Your reply should be a single number, the count of lines in the records that contain "warn".
** Opening Records supplied block **
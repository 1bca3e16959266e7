// src/config.rs
use std::env;

use log::LevelFilter;

use crate::models::ComplexityLevel;

// Runtime defaults for the generator CLI
#[derive(Debug, Clone)]
pub struct Config {
    pub default_length: usize,
    pub default_complexity: ComplexityLevel,
    pub log_level: LevelFilter,
}

impl Default for Config {
    fn default() -> Self {
        Self {
            default_length: 16,
            default_complexity: ComplexityLevel::Medium,
            log_level: LevelFilter::Info,
        }
    }
}

impl Config {
    // Load configuration from environment variables
    pub fn load() -> Self {
        let mut config = Config::default();

        if let Ok(val) = env::var("DEFAULT_PASSWORD_LENGTH") {
            if let Ok(length) = val.parse() {
                config.default_length = length;
            }
        }

        if let Ok(val) = env::var("DEFAULT_COMPLEXITY") {
            match val.parse::<ComplexityLevel>() {
                Ok(level) => config.default_complexity = level,
                Err(_) => log::warn!(
                    "Unknown complexity '{}', using {}",
                    val,
                    config.default_complexity
                ),
            }
        }

        if let Ok(level) = env::var("LOG_LEVEL") {
            match level.to_lowercase().as_str() {
                "error" => config.log_level = LevelFilter::Error,
                "warn" => config.log_level = LevelFilter::Warn,
                "info" => config.log_level = LevelFilter::Info,
                "debug" => config.log_level = LevelFilter::Debug,
                "trace" => config.log_level = LevelFilter::Trace,
                _ => {}
            }
        }

        config
    }
}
** Closing Records supplied block **
# [Exercise solution]
2